Figura 1 – Numeri indici di alcune variabili economiche, base 1996=1. Si osservi il confronto Pil, esportazioni, investimenti, produttività. Elaborazione Mondo Economico su dati Istat
La figura 1 in proposito è piuttosto chiara, la crescita italiana non è basata sull’innovazione, vista la dinamica stagnante della produttività in valore (ossia del valore aggiunto reale per unità di lavoro): dal 2007 al 2020 l’economia italiana ha avuto un profilo degli investimenti reali addirittura negativo, ossia ha decostruito capitale produttivo e dal 2020 la dinamica degli investimenti è diventata positiva, ma più che altro per merito delle costruzioni realizzate con il finanziamento del bilancio pubblico. Se l’economia ha galleggiato è per l’eccezionale sforzo delle esportazioni, per il 95% manifatturiere, che tuttavia adesso sono in affanno, perché per due terzi l’export italiano è verso l’Unione europea, con la Germania e la Francia i due primi clienti. Si tratta però di clienti che sono il primo in quasi-recessione e il secondo che ci potrebbe finire non appena la scure fiscale taglierà le spese e aumenterà le tasse nel 2025, in modo piuttosto violento. 

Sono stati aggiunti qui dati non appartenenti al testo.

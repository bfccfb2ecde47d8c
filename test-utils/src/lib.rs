//! Test fakes for the vstore host seams.
//!
//! [`FakeHost`] plays both the command runner and the mount table, so a
//! scripted `mount` shows up in the table the mount manager reads back.

use std::path::{Path, PathBuf};
use std::sync::Arc;
use std::time::Duration;

use parking_lot::Mutex;
use tempfile::TempDir;
use vstore::disk::{CreateOptions, FileHandle};
use vstore::util::{CommandOutput, CommandRunner, MountEntry, MountTable};
use vstore::volumes::{MountCommands, MountManager};
use vstore::{StorageOptions, StorageRuntime};
use vstore_shared::DiskTemplate;
use vstore_shared::errors::{VstoreError, VstoreResult};

pub const MOUNT: &str = "mount";
pub const UMOUNT: &str = "umount";
pub const GLUSTER: &str = "gluster";

/// What the fake `mount` does.
#[derive(Debug, Default, Clone, Copy, PartialEq, Eq)]
pub enum MountBehavior {
    /// Mounts and exits 0.
    #[default]
    Mounts,
    /// Exits 0 without mounting anything.
    FalseSuccess,
    /// Exits with this code without mounting anything.
    Fails(i32),
}

/// One recorded command invocation.
#[derive(Debug, Clone, PartialEq, Eq)]
pub struct RecordedCall {
    pub program: String,
    pub args: Vec<String>,
    pub cwd: Option<PathBuf>,
}

#[derive(Debug, Default)]
struct HostState {
    mounts: Vec<MountEntry>,
    calls: Vec<RecordedCall>,
    mount_behavior: MountBehavior,
    umount_fails: bool,
    volume_info: Option<CommandOutput>,
}

/// Scriptable host: records commands and keeps a fake mount table.
#[derive(Debug, Clone, Default)]
pub struct FakeHost {
    state: Arc<Mutex<HostState>>,
}

impl FakeHost {
    pub fn new() -> Self {
        Self::default()
    }

    /// Commands matching the fake's program names, with a short connect timeout.
    pub fn commands() -> MountCommands {
        MountCommands {
            mount: MOUNT.to_string(),
            umount: UMOUNT.to_string(),
            gluster: Some(GLUSTER.to_string()),
            connect_timeout: Duration::from_millis(200),
        }
    }

    /// Mount manager wired to this host.
    pub fn mount_manager(&self) -> Arc<MountManager> {
        Arc::new(MountManager::new(
            Arc::new(self.clone()),
            Arc::new(self.clone()),
            Self::commands(),
        ))
    }

    pub fn set_mount_behavior(&self, behavior: MountBehavior) {
        self.state.lock().mount_behavior = behavior;
    }

    pub fn set_umount_fails(&self, fails: bool) {
        self.state.lock().umount_fails = fails;
    }

    /// Output of `gluster volume info`. `None` makes the tool unavailable.
    pub fn set_volume_info(&self, output: Option<CommandOutput>) {
        self.state.lock().volume_info = output;
    }

    /// Add a mount that exists before the test starts.
    pub fn add_mount(&self, source: &str, mount_point: &Path, fs_type: &str) {
        self.state.lock().mounts.push(MountEntry {
            source: source.to_string(),
            mount_point: mount_point.to_path_buf(),
            fs_type: fs_type.to_string(),
        });
    }

    /// Drop a mount behind the manager's back.
    pub fn remove_mount(&self, mount_point: &Path) {
        self.state
            .lock()
            .mounts
            .retain(|entry| entry.mount_point != mount_point);
    }

    pub fn is_mounted(&self, mount_point: &Path) -> bool {
        self.state
            .lock()
            .mounts
            .iter()
            .any(|entry| entry.mount_point == mount_point)
    }

    pub fn calls(&self) -> Vec<RecordedCall> {
        self.state.lock().calls.clone()
    }

    pub fn count_calls(&self, program: &str) -> usize {
        self.state
            .lock()
            .calls
            .iter()
            .filter(|call| call.program == program)
            .count()
    }
}

/// `ip:port:volume` as passed to mount becomes `ip:volume` in the table.
fn mtab_source(fuse_source: &str) -> String {
    let mut parts = fuse_source.rsplitn(3, ':');
    let volume = parts.next().unwrap_or_default();
    let _port = parts.next();
    let ip = parts.next().unwrap_or_default();
    format!("{}:{}", ip, volume)
}

impl CommandRunner for FakeHost {
    fn run(&self, program: &str, args: &[&str], cwd: Option<&Path>) -> VstoreResult<CommandOutput> {
        let mut state = self.state.lock();
        state.calls.push(RecordedCall {
            program: program.to_string(),
            args: args.iter().map(|a| a.to_string()).collect(),
            cwd: cwd.map(Path::to_path_buf),
        });

        match program {
            MOUNT => {
                let [_, fs_type, source, target] = args else {
                    return Ok(CommandOutput::failure(1, "usage: mount -t type source target"));
                };
                match state.mount_behavior {
                    MountBehavior::Mounts => {
                        state.mounts.push(MountEntry {
                            source: mtab_source(source),
                            mount_point: PathBuf::from(*target),
                            fs_type: format!("fuse.{}", fs_type),
                        });
                        Ok(CommandOutput::success())
                    }
                    MountBehavior::FalseSuccess => Ok(CommandOutput::success()),
                    MountBehavior::Fails(code) => {
                        Ok(CommandOutput::failure(code, "Mount failed. Please check the log file"))
                    }
                }
            }
            UMOUNT => {
                if state.umount_fails {
                    return Ok(CommandOutput::failure(32, "target is busy"));
                }
                let target = args.first().map(PathBuf::from).unwrap_or_default();
                state.mounts.retain(|entry| entry.mount_point != target);
                Ok(CommandOutput::success())
            }
            GLUSTER => state.volume_info.clone().ok_or_else(|| {
                VstoreError::Command("Failed to run gluster: No such file or directory".into())
            }),
            other => Err(VstoreError::Command(format!("unexpected program {}", other))),
        }
    }
}

impl MountTable for FakeHost {
    fn entries(&self) -> VstoreResult<Vec<MountEntry>> {
        Ok(self.state.lock().mounts.clone())
    }
}

/// Scratch node: an allow-listed storage directory, a Gluster mount base
/// and a runtime wired to a [`FakeHost`].
pub struct StorageFixture {
    pub dir: TempDir,
    pub host: FakeHost,
    pub runtime: StorageRuntime,
}

impl StorageFixture {
    pub fn new() -> Self {
        let dir = TempDir::new().unwrap();
        let storage = dir.path().join("storage");
        let mount_base = dir.path().join("gluster");
        std::fs::create_dir_all(&storage).unwrap();
        std::fs::create_dir_all(&mount_base).unwrap();

        let allowed_paths_file = dir.path().join("file-storage-paths");
        std::fs::write(
            &allowed_paths_file,
            format!("# node storage\n\n{}\n", storage.display()),
        )
        .unwrap();

        let options = StorageOptions {
            allowed_paths_file,
            gluster_mount_base: mount_base,
            ..StorageOptions::default()
        };

        let host = FakeHost::new();
        let runtime = StorageRuntime::with_mount_manager(options, host.mount_manager());
        Self { dir, host, runtime }
    }

    pub fn storage_dir(&self) -> PathBuf {
        self.dir.path().join("storage")
    }

    pub fn mount_base(&self) -> PathBuf {
        self.dir.path().join("gluster")
    }

    /// Put a file of `size_mib` MiB at `path`, bypassing the path policy.
    pub fn place_file(&self, path: &Path, size_mib: u64) -> FileHandle {
        FileHandle::unchecked(
            path,
            DiskTemplate::File,
            CreateOptions::with_size(size_mib).create_folder(true),
        )
        .unwrap()
    }
}

impl Default for StorageFixture {
    fn default() -> Self {
        Self::new()
    }
}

Figura 2 – Crescita percentuale annuale del Pil suddivisa per i suoi contributi della domanda finale. Elaborazione Mondo Economico su dati Istat
Se si osserva la figura 2, si vede che il calo della crescita del Pil italiano non è affatto una novità. Il rimbalzo post pandemico dei consumi (una sorta di revenge spending dopo la pandemia) è finito da un paio di trimestri. Gli investimenti hanno ridotto la spinta in attesa del Pnrr, in costante ritardo, e il traino delle esportazioni non c’è più. In altri termini, alle esportazioni in questa congiuntura è già tanto chiedere di “tenere”, quasi impossibile invece “aumentare” il suo contributo.La conseguenza immediata della “crescita zero senza virgola” è che la manovra economica potrebbe essere insufficiente e con le nuove regole europee non si scherza. In caso di insufficienza non valgono le “una tantum”, il patto richiede interventi strutturali, ossia aumenti di entrate o riduzioni di uscite permanenti e non provvisorie. La conseguenza meno immediata è che possiamo tranquillamente archiviare l’idea che “dopo la pandemia” sia tornato il miracolo economico. Per produrre crescita sostenuta nel medio periodo occorre tornare agli strumenti tradizionali: quelli degli investimenti e dell’innovazione. Due vocaboli nei quali l’Italia non si è mai espressa al suo meglio, e negli ultimi venti anni per la verità è sembrata piuttosto balbuziente.